My latest monster post is up at Castalia House:
REVIEW: Car Wars Fourth Edition, 2nd Printing
It’s been a while since I’ve written anything on this one. Oh, and I should probably go ahead and mention that I’ve done capsule reviews of the original ten expansion sets over on Recommend:
Short descriptions of classic Car Wars products and how they fit into the overall evolution of the game.
(If you haven’t looked around that site, I think it’s worth a try. They are working addressing the problem of getting people in touch reviews that are more in tune with your actual tastes. At the moment though it makes for a snazzy looking list of games and supplements. I also write the sort of reviews I don’t tend to bother with on sites like Netflix and so forth.)
I have been unable to find any “real” reviews of the the new set, just this promotional bit from Game Trade Magazine, which has the iconic Car Wars art emblazoned all over the cover of the issue that recently went on sale. This part sticks out to me:
And if your local store has an open gaming area, your very best way to learn Car Wars is to post a notice looking for players. I guarantee you that someone who visits your favorite local game store is familiar with Car Wars…and who knows, your posting on the store’s bulletin board could uncover a local Car Wars group that’s operating underground. With hundreds of thousands of Car Wars fans over the years, it’s not at all unrealistic to think that there’s an active group near you right now.
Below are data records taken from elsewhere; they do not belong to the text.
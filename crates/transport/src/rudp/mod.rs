//! Reliable UDP: TLS over a selective-repeat ARQ with Reed-Solomon FEC
//!
//! Each datagram carries one FEC shard of an ARQ unit. A listener demuxes
//! datagrams by source address into per-peer driver tasks; the TLS session
//! runs on the application end of each driver's duplex pipe. Only the first
//! data segment of a conversation starts a new driver, and conversations
//! that just ended are remembered so their late datagrams are dropped.

mod arq;
mod fec;
mod session;

pub use fec::{FEC_HEADER, FecCodec, FecError};

use crate::frame_codec::FramedStream;
use crate::{Connection, TransportConfig, TransportError, tls};
use bytes::Bytes;
use dashmap::DashMap;
use std::collections::{HashSet, VecDeque};
use std::net::{Ipv4Addr, Ipv6Addr, SocketAddr};
use std::sync::Arc;
use std::time::{Duration, Instant};
use tokio::io::{AsyncReadExt, AsyncWriteExt};
use tokio::net::UdpSocket;
use tokio::sync::mpsc;
use tokio::task::JoinHandle;
use tokio_rustls::{TlsAcceptor, TlsConnector};
use tracing::{debug, info, trace, warn};

pub const MIN_MTU: usize = 256;
pub const MAX_MTU: usize = 9000;

const ALPN: &[u8] = b"chorus-rudp/1";
const READY: u8 = 0xC1;
const DATAGRAM_QUEUE: usize = 1024;
const MAX_DATAGRAM: usize = 65_536;

/// A TLS session carried over the reliable-UDP engine
pub struct RudpConnection {
    framed: FramedStream,
    peer_addr: SocketAddr,
    peer_fingerprint: Option<String>,
}

impl std::fmt::Debug for RudpConnection {
    fn fmt(&self, f: &mut std::fmt::Formatter<'_>) -> std::fmt::Result {
        f.debug_struct("RudpConnection")
            .field("peer_addr", &self.peer_addr)
            .field("closed", &self.framed.is_closed())
            .finish()
    }
}

impl RudpConnection {
    pub(crate) async fn connect(config: &TransportConfig) -> Result<Self, TransportError> {
        let addr = config.resolve().await?;
        let connector = TlsConnector::from(Arc::new(tls::client_config(&config.tls, &[ALPN])?));
        let server_name = tls::server_name(config.server_name())?;

        let bind: SocketAddr = if addr.is_ipv6() {
            (Ipv6Addr::UNSPECIFIED, 0).into()
        } else {
            (Ipv4Addr::UNSPECIFIED, 0).into()
        };
        let socket = Arc::new(UdpSocket::bind(bind).await?);

        let (tx, rx) = mpsc::channel(DATAGRAM_QUEUE);
        let reader = tokio::spawn(read_from_peer(socket.clone(), addr, tx));
        let pipe = session::spawn(
            Some(fastrand::u32(..)),
            config.reliable_udp.clone(),
            socket,
            addr,
            rx,
            Box::new(move || reader.abort()),
        )
        .map_err(|e| TransportError::Config(e.to_string()))?;

        let mut stream = connector
            .connect(server_name, pipe)
            .await
            .map_err(|e| TransportError::TlsHandshake(e.to_string()))?;

        // The listener sends READY only after it accepted our certificate
        let mut ready = [0u8; 1];
        stream
            .read_exact(&mut ready)
            .await
            .map_err(|e| TransportError::TlsHandshake(e.to_string()))?;
        if ready[0] != READY {
            return Err(TransportError::Connect("unexpected handshake confirmation".into()));
        }

        let peer_fingerprint = tls::peer_fingerprint(stream.get_ref().1.peer_certificates());
        let (reader, writer) = tokio::io::split(stream);

        info!("Reliable-UDP link established to {}", addr);
        Ok(Self {
            framed: FramedStream::new(reader, writer, config.max_frame_size),
            peer_addr: addr,
            peer_fingerprint,
        })
    }

    pub fn peer_addr(&self) -> SocketAddr {
        self.peer_addr
    }

    pub fn peer_fingerprint(&self) -> Option<&str> {
        self.peer_fingerprint.as_deref()
    }

    pub async fn send(&self, frame: Bytes) -> Result<(), TransportError> {
        self.framed.send(frame).await
    }

    pub async fn receive(&self) -> Result<Bytes, TransportError> {
        self.framed.receive().await
    }

    pub async fn close(&self) {
        self.framed.close().await;
    }

    pub fn is_closed(&self) -> bool {
        self.framed.is_closed()
    }

    pub async fn closed(&self) {
        self.framed.close_token().cancelled().await;
    }
}

async fn read_from_peer(socket: Arc<UdpSocket>, peer: SocketAddr, tx: mpsc::Sender<Bytes>) {
    let mut buf = vec![0u8; MAX_DATAGRAM];
    loop {
        match socket.recv_from(&mut buf).await {
            Ok((n, from)) if from == peer => {
                if tx.send(Bytes::copy_from_slice(&buf[..n])).await.is_err() {
                    break;
                }
            }
            Ok((_, from)) => debug!("Ignoring datagram from {}", from),
            Err(e) => {
                debug!("UDP receive failed: {}", e);
                break;
            }
        }
    }
}

/// Conversation a datagram from an unknown peer would open, if it opens one.
/// The handshake unit is large enough that its first shard holds the
/// segment header for any shard layout that fits an MTU.
fn opening_conversation(datagram: &[u8]) -> Option<u32> {
    fec::unit_head(datagram).and_then(arq::opening_conv)
}

/// Recently ended `(peer, conversation)` pairs, forgotten after `linger`
struct FinishedConversations {
    linger: Duration,
    order: VecDeque<(Instant, SocketAddr, u32)>,
    known: HashSet<(SocketAddr, u32)>,
}

impl FinishedConversations {
    fn new(linger: Duration) -> Self {
        Self {
            linger,
            order: VecDeque::new(),
            known: HashSet::new(),
        }
    }

    fn insert(&mut self, peer: SocketAddr, conv: u32) {
        self.expire();
        if self.known.insert((peer, conv)) {
            self.order.push_back((Instant::now(), peer, conv));
        }
    }

    fn contains(&mut self, peer: SocketAddr, conv: u32) -> bool {
        self.expire();
        self.known.contains(&(peer, conv))
    }

    fn expire(&mut self) {
        while let Some(&(ended, peer, conv)) = self.order.front() {
            if ended.elapsed() < self.linger {
                break;
            }
            self.order.pop_front();
            self.known.remove(&(peer, conv));
        }
    }
}

pub(crate) async fn listen(
    config: &TransportConfig,
    incoming: mpsc::Sender<Result<Connection, TransportError>>,
) -> Result<(SocketAddr, JoinHandle<()>), TransportError> {
    let acceptor = TlsAcceptor::from(Arc::new(tls::server_config(&config.tls, &[ALPN])?));
    FecCodec::new(config.reliable_udp.data_shards, config.reliable_udp.parity_shards)
        .map_err(|e| TransportError::Config(e.to_string()))?;

    let socket = Arc::new(UdpSocket::bind(config.resolve().await?).await?);
    let local_addr = socket.local_addr()?;
    let udp = config.reliable_udp.clone();
    let max_frame_size = config.max_frame_size;
    let handshake_timeout = config.connect_timeout();
    info!("Reliable-UDP listener on {}", local_addr);

    let task = tokio::spawn(async move {
        let sessions: Arc<DashMap<SocketAddr, mpsc::Sender<Bytes>>> = Arc::new(DashMap::new());
        let (ended_tx, mut ended_rx) = mpsc::unbounded_channel();
        let mut finished = FinishedConversations::new(Duration::from_millis(udp.idle_timeout_ms));
        let mut buf = vec![0u8; MAX_DATAGRAM];

        loop {
            let (n, peer) = match socket.recv_from(&mut buf).await {
                Ok(received) => received,
                Err(e) => {
                    warn!("Reliable-UDP receive failed: {}", e);
                    continue;
                }
            };
            let datagram = Bytes::copy_from_slice(&buf[..n]);

            if let Some(session) = sessions.get(&peer) {
                // a full queue behaves like loss; the ARQ retransmits
                let _ = session.try_send(datagram);
                continue;
            }
            if incoming.is_closed() {
                break;
            }

            // a driver reports its end before leaving `sessions`
            while let Ok((peer, conv)) = ended_rx.try_recv() {
                finished.insert(peer, conv);
            }
            let Some(conv) = opening_conversation(&datagram) else {
                trace!("Dropping stray datagram from {}", peer);
                continue;
            };
            if finished.contains(peer, conv) {
                trace!("Dropping late datagram of finished conversation {:#x} from {}", conv, peer);
                continue;
            }

            let (tx, rx) = mpsc::channel(DATAGRAM_QUEUE);
            let _ = tx.try_send(datagram);
            sessions.insert(peer, tx);

            let on_exit = {
                let sessions = sessions.clone();
                let ended = ended_tx.clone();
                Box::new(move || {
                    let _ = ended.send((peer, conv));
                    sessions.remove(&peer);
                })
            };
            let pipe = match session::spawn(Some(conv), udp.clone(), socket.clone(), peer, rx, on_exit) {
                Ok(pipe) => pipe,
                Err(e) => {
                    warn!("Reliable-UDP session for {} failed: {}", peer, e);
                    sessions.remove(&peer);
                    continue;
                }
            };

            let acceptor = acceptor.clone();
            let incoming = incoming.clone();
            tokio::spawn(async move {
                let handshake = async {
                    let mut stream = acceptor
                        .accept(pipe)
                        .await
                        .map_err(|e| TransportError::TlsHandshake(e.to_string()))?;
                    stream.write_all(&[READY]).await?;
                    stream.flush().await?;
                    Ok::<_, TransportError>(stream)
                };

                let accepted = match tokio::time::timeout(handshake_timeout, handshake).await {
                    Ok(Ok(stream)) => {
                        let peer_fingerprint =
                            tls::peer_fingerprint(stream.get_ref().1.peer_certificates());
                        let (reader, writer) = tokio::io::split(stream);
                        debug!("Reliable-UDP connection accepted from {}", peer);
                        Ok(RudpConnection {
                            framed: FramedStream::new(reader, writer, max_frame_size),
                            peer_addr: peer,
                            peer_fingerprint,
                        })
                    }
                    Ok(Err(e)) => Err(e),
                    Err(_) => Err(TransportError::TlsHandshake("handshake timed out".into())),
                };

                if let Err(e) = &accepted {
                    warn!("Reliable-UDP handshake with {} failed: {}", peer, e);
                }
                let _ = incoming.send(accepted.map(Connection::ReliableUdp)).await;
            });
        }
    });

    Ok((local_addr, task))
}

#[cfg(test)]
mod tests {
    use super::*;

    fn peer(port: u16) -> SocketAddr {
        SocketAddr::from(([127, 0, 0, 1], port))
    }

    #[test]
    fn test_only_first_segment_opens_a_conversation() {
        let config = crate::ReliableUdpConfig::default();
        let codec = FecCodec::new(config.data_shards, config.parity_shards).unwrap();
        let mut arq = arq::Arq::new(Some(0xfeed), session::unit_limit(config.mtu), &config);

        arq.send(&[7u8; 300]);
        let units = arq.flush(0);
        let datagrams = codec.datagrams(1, &units[0]).unwrap();
        assert_eq!(opening_conversation(&datagrams[0]), Some(0xfeed));
        // parity and later data shards cannot open one
        assert!(datagrams[1..].iter().all(|d| opening_conversation(d).is_none()));

        arq.send(&[8u8; 300]);
        let later = arq.flush(1);
        let datagrams = codec.datagrams(2, later.last().unwrap()).unwrap();
        assert_eq!(opening_conversation(&datagrams[0]), None);
        assert_eq!(opening_conversation(&[0u8; 3]), None);
    }

    #[test]
    fn test_finished_conversations_expire() {
        let mut finished = FinishedConversations::new(Duration::from_millis(50));
        finished.insert(peer(1000), 9);

        assert!(finished.contains(peer(1000), 9));
        assert!(!finished.contains(peer(1000), 10));
        assert!(!finished.contains(peer(1001), 9));

        std::thread::sleep(Duration::from_millis(60));
        assert!(!finished.contains(peer(1000), 9));
        assert!(finished.order.is_empty());
    }
}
Eh… no. That is a bit unrealistic. Maybe city slickers have a better time of it, but I have never gotten that much mileage out of the game store bulletin board. And the “Friendly Local Game Store” is generally not interested in creating a game playing scene— they just want to sell stuff unless they happen to be run by a hard core hobbyist. Leave the fourth edition set out with a few ADQ’s and Uncle Albert’s catalogs and there are few twelve-year-old boys that will make their saving throw against it. But don’t count on a heretofore unknown AADA chapter to still be going in your neck of the woods. (The AADA was disbanded back with the release of 5th edition years ago, so… BLUD is all you’ve got right now if you want to get technical.)
There really is not a lot information about this set out there. I’m surprised, really. There is a smattering of reviews up on Amazon, a but of early buzz over on Board Game Geek threads, and then that Scott Haring unboxing over on youtube. I did stumble across this one post by a guy with a serious case of Board Gamer Component Quality Obsession Disorder:
By ‘Classic,’ I guess they mean that the quality is as crumby as it was in the 80’s. I can understand making a classic version of the game, not doing a rewrite of the rules with new, color artwork, but this is on printer paper. At least print the rulebook on gloss. Print the maps on cardstock that pieces together, puzzle style, rather than a big piece of folded-up paper. And those lousy 12mm dice… nobody wants the dice in this box.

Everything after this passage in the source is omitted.